Records provided:
_ _ _ _
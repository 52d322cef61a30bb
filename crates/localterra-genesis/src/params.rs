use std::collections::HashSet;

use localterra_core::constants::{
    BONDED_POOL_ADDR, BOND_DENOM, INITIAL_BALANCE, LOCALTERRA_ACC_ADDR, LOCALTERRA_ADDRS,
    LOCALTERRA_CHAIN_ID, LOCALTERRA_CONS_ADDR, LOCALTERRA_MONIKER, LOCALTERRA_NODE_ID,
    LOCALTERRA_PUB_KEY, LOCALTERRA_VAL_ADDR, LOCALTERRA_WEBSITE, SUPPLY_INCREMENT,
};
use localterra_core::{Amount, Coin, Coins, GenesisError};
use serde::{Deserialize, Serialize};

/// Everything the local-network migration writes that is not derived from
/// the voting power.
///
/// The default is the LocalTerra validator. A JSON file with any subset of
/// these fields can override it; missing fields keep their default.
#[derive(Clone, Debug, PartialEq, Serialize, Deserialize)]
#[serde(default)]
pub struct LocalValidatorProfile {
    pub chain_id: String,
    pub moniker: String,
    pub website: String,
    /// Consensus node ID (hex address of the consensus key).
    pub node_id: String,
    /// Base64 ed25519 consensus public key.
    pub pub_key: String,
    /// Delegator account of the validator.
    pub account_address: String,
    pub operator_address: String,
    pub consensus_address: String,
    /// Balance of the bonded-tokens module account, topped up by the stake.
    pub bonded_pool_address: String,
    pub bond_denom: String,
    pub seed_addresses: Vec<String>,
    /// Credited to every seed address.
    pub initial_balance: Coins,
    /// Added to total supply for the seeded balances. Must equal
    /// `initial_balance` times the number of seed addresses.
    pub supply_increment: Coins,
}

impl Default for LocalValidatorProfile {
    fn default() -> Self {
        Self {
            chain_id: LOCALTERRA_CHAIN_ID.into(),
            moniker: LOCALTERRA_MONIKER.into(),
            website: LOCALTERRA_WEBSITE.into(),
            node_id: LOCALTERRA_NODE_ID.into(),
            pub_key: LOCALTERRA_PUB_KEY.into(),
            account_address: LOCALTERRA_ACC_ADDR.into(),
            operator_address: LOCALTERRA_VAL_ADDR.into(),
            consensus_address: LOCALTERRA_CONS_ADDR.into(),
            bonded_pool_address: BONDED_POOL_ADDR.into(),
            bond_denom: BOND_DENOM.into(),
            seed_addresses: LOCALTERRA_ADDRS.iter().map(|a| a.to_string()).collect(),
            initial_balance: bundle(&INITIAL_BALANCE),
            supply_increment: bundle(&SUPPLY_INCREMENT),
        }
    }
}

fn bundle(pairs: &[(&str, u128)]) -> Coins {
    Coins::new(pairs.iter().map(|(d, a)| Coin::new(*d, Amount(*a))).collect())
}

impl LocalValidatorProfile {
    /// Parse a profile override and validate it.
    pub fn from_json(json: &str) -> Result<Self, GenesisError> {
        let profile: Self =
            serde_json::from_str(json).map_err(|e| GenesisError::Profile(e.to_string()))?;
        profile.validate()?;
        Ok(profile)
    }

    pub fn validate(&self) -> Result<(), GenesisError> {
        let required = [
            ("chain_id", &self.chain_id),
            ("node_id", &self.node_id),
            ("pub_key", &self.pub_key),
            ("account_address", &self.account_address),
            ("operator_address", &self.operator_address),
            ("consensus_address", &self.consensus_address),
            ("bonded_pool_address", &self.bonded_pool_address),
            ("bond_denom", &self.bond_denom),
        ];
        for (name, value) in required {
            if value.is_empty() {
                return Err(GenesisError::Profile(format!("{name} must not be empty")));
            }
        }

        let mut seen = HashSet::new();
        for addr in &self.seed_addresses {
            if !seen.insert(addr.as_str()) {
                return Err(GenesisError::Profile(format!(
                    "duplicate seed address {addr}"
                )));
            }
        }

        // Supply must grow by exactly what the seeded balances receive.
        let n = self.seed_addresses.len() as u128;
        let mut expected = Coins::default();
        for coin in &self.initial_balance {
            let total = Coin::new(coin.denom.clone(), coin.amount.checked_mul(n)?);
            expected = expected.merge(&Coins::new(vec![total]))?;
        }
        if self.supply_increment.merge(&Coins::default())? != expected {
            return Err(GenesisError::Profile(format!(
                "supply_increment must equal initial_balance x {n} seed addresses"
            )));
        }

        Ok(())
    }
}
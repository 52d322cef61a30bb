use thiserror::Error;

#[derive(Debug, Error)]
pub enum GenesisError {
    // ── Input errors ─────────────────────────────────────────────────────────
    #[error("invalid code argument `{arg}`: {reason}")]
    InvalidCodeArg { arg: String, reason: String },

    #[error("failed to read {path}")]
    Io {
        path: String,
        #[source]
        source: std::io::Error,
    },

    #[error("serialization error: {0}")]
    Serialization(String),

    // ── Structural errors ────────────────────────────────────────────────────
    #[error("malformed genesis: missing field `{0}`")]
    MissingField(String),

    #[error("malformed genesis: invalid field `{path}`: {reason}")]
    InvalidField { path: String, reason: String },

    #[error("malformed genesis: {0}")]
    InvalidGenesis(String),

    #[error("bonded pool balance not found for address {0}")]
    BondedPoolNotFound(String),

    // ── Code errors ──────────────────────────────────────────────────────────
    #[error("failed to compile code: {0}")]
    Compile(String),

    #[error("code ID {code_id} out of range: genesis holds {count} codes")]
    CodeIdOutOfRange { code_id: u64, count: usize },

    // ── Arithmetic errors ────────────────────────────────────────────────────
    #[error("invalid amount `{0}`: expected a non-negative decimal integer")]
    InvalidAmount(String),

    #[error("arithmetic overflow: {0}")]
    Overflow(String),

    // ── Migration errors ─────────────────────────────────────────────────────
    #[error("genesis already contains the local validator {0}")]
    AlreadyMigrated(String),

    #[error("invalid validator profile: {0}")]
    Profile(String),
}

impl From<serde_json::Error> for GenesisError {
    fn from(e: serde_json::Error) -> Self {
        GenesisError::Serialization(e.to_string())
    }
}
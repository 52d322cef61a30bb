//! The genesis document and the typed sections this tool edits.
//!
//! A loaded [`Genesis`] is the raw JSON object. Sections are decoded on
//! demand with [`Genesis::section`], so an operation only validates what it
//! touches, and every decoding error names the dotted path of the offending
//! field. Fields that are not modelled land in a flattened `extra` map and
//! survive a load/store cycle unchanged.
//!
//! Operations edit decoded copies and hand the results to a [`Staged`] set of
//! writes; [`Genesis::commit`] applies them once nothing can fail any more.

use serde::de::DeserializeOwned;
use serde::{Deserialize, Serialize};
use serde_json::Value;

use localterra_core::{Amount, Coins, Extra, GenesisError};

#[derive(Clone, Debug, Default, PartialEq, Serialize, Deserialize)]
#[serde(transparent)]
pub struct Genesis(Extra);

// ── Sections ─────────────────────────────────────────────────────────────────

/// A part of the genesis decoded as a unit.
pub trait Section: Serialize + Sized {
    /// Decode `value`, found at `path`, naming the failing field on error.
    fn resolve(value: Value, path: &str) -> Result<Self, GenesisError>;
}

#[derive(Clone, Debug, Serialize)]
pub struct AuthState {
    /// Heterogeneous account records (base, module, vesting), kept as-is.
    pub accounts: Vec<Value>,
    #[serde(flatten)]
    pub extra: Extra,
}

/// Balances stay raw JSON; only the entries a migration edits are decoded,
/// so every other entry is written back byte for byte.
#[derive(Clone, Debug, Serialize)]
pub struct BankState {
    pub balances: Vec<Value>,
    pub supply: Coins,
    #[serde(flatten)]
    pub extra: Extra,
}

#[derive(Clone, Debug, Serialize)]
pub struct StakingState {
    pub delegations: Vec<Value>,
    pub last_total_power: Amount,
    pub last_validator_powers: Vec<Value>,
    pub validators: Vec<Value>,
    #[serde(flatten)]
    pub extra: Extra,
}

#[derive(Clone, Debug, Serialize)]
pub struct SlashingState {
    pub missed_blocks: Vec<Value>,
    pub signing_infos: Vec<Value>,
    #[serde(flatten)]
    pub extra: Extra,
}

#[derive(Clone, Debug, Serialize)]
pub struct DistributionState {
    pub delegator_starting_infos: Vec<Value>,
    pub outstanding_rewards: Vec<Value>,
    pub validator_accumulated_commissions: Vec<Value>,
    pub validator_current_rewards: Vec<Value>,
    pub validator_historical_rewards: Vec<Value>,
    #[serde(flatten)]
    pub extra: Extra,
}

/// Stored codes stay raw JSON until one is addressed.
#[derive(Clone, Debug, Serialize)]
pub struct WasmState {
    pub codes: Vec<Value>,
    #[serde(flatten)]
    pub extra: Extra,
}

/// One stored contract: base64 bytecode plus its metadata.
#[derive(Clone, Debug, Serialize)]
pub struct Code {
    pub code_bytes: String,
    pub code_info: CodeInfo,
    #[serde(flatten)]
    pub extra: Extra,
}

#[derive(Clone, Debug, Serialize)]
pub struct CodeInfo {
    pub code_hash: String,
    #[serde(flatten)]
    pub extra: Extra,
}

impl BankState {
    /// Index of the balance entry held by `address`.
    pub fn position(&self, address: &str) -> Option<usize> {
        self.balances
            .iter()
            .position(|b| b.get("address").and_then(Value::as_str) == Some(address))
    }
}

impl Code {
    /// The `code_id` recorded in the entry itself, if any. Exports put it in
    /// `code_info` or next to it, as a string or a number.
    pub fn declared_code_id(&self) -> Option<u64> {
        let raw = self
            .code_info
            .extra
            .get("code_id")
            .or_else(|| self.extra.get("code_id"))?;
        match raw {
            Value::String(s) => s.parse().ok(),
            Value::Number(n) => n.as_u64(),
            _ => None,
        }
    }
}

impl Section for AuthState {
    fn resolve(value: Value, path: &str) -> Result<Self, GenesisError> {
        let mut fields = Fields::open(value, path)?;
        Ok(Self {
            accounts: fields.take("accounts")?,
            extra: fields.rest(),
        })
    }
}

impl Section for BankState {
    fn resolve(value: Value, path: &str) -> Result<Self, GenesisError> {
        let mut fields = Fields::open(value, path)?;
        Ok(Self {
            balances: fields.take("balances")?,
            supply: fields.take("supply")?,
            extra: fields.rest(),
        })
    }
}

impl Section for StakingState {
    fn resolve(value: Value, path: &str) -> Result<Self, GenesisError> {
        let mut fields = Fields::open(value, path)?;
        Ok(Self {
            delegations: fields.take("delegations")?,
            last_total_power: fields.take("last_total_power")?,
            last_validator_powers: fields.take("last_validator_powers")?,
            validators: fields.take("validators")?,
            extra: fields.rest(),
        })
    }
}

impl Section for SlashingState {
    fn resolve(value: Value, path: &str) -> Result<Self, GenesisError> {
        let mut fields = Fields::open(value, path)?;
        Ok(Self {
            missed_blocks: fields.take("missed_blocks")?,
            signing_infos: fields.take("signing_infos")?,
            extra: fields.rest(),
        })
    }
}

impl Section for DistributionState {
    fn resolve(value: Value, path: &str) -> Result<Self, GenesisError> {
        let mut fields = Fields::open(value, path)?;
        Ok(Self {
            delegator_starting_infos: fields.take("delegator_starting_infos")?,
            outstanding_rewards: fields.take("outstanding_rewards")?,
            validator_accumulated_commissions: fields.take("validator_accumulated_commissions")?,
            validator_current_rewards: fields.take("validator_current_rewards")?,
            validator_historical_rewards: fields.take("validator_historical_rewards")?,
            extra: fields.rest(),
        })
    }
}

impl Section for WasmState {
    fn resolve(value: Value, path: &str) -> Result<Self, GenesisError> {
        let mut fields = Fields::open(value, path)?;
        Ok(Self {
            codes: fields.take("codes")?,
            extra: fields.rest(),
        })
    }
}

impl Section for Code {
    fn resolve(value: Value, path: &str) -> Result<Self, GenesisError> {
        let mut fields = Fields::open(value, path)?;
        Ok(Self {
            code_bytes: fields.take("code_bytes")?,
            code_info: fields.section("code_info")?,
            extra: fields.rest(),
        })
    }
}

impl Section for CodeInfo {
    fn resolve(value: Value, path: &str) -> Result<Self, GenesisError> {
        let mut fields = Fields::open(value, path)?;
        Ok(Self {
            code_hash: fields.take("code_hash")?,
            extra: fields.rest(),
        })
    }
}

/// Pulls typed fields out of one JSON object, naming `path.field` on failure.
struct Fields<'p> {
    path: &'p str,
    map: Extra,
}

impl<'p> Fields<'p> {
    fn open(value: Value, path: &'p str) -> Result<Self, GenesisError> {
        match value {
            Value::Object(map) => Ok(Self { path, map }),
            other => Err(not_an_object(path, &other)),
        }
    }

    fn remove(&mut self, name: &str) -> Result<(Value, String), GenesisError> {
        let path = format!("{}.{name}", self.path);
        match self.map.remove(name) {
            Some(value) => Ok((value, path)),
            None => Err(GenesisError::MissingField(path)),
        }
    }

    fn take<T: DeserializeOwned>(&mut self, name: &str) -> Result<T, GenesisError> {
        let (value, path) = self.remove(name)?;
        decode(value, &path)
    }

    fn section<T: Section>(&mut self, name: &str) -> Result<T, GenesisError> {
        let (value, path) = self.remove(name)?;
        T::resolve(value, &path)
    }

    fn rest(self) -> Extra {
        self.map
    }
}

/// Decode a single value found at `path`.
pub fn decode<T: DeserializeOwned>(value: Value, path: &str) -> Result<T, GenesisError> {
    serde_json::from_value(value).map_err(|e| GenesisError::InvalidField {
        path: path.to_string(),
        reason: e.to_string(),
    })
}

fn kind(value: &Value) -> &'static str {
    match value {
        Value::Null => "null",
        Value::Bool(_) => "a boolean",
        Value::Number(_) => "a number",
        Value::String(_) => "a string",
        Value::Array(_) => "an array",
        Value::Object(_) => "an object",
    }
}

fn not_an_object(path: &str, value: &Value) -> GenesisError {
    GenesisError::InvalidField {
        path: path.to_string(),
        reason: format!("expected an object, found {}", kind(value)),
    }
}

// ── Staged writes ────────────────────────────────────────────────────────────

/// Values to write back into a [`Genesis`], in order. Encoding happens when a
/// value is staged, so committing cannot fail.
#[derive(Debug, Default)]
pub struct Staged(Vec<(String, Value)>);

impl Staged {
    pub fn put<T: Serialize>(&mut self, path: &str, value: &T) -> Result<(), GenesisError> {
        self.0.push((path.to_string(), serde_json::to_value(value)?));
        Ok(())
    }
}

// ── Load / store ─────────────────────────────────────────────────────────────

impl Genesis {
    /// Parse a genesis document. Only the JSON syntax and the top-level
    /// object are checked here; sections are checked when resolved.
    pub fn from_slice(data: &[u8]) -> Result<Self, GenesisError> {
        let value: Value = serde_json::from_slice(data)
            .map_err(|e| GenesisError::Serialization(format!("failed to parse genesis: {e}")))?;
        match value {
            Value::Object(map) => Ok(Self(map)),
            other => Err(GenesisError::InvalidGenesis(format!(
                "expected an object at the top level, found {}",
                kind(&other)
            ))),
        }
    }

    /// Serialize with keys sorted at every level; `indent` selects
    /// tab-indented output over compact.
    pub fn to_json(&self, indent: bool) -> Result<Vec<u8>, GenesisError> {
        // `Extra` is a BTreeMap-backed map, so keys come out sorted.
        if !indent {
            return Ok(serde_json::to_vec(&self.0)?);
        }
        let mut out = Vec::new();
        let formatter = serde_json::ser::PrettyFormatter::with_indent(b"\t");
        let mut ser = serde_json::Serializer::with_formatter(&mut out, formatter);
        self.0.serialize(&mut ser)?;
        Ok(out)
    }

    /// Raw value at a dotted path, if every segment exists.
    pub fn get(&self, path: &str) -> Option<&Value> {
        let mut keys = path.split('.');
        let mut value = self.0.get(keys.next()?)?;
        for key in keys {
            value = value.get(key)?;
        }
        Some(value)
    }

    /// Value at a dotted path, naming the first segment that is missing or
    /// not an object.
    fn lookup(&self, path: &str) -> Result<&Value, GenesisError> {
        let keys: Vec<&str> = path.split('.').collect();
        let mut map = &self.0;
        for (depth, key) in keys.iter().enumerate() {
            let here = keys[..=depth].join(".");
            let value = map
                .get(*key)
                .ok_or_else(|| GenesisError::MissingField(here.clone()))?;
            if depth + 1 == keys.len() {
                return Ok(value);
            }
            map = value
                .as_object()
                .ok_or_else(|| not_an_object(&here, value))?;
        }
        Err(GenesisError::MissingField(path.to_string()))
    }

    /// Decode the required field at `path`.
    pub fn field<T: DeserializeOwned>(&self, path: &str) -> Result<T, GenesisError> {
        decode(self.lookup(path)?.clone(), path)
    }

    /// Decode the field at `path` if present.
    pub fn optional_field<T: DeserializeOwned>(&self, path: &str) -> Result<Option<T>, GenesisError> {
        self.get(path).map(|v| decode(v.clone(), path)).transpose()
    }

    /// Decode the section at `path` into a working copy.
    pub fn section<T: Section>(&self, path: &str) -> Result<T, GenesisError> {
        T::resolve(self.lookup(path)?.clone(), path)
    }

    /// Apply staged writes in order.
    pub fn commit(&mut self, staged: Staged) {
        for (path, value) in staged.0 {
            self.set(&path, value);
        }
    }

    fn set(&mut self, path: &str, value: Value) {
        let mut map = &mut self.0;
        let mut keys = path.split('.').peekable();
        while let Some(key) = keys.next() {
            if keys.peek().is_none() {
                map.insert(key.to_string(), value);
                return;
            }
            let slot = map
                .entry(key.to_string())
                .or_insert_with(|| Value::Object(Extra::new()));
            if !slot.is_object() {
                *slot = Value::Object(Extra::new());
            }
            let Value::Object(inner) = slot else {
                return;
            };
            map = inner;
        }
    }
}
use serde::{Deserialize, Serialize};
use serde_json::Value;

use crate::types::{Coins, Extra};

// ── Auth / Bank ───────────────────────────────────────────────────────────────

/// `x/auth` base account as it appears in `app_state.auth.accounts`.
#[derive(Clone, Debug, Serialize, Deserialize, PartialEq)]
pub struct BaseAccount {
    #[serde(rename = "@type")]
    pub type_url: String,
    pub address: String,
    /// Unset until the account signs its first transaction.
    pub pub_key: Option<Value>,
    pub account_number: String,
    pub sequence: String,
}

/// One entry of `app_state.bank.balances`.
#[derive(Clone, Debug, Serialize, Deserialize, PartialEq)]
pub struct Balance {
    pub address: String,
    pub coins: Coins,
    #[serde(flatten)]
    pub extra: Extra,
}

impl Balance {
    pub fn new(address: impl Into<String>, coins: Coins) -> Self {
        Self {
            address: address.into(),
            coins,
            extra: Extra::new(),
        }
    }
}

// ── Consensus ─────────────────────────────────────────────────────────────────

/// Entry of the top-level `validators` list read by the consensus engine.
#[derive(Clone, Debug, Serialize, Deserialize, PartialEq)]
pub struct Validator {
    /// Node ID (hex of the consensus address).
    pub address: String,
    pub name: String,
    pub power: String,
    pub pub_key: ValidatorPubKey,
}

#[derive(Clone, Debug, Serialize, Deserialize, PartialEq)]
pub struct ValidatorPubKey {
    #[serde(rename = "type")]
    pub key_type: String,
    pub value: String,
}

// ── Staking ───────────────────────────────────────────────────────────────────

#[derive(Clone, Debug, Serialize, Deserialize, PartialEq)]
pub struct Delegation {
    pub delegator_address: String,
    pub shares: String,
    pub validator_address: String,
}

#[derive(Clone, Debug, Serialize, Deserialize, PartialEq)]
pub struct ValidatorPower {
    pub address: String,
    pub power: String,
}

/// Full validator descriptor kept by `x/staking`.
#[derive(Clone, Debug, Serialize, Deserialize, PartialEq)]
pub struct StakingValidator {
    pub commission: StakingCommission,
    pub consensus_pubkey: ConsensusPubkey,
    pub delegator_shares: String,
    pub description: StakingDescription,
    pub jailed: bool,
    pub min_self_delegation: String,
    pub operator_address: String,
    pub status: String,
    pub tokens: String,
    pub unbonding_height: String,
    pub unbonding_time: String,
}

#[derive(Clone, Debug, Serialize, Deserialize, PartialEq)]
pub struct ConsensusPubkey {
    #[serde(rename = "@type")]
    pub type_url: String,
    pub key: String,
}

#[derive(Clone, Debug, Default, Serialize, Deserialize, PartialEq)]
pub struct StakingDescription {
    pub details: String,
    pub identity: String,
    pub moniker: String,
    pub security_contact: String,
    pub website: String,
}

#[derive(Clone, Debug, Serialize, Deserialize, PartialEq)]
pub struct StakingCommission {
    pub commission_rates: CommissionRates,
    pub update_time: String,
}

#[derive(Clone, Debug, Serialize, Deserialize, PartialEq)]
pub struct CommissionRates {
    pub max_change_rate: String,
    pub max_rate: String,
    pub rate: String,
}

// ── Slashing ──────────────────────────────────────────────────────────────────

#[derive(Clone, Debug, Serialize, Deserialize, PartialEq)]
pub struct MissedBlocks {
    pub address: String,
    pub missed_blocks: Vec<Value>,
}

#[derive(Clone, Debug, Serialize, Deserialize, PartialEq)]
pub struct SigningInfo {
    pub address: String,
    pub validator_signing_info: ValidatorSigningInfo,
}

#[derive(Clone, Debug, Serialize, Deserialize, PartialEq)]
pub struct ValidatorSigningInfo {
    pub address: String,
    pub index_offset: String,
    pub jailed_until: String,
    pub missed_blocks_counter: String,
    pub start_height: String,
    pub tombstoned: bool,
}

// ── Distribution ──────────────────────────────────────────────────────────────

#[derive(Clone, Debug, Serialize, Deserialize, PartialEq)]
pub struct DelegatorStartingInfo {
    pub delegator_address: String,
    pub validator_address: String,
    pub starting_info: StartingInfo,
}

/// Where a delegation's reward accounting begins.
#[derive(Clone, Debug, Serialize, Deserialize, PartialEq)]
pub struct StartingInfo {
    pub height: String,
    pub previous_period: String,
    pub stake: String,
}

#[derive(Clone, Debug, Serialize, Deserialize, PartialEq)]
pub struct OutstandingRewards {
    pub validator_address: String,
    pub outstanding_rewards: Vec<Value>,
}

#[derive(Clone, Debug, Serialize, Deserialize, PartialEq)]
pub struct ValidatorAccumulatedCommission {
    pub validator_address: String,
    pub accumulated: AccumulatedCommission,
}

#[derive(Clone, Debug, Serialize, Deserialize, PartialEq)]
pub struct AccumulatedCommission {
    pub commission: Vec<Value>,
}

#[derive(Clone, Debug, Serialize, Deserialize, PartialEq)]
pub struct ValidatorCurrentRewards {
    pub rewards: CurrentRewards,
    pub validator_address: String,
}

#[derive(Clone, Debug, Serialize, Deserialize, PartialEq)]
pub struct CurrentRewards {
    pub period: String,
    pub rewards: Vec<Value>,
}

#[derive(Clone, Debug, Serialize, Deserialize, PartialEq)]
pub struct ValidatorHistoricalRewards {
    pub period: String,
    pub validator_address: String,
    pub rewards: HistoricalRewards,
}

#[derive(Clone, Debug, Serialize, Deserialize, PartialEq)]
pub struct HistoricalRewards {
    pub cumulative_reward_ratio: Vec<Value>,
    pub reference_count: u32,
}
_ _ _ _
How to complete this task: Across the entries above, find the lines with the string "pairs" and copy them.

Your response:
fn bundle(pairs: &[(&str, u128)]) -> Coins {
    Coins::new(pairs.iter().map(|(d, a)| Coin::new(*d, Amount(*a))).collect())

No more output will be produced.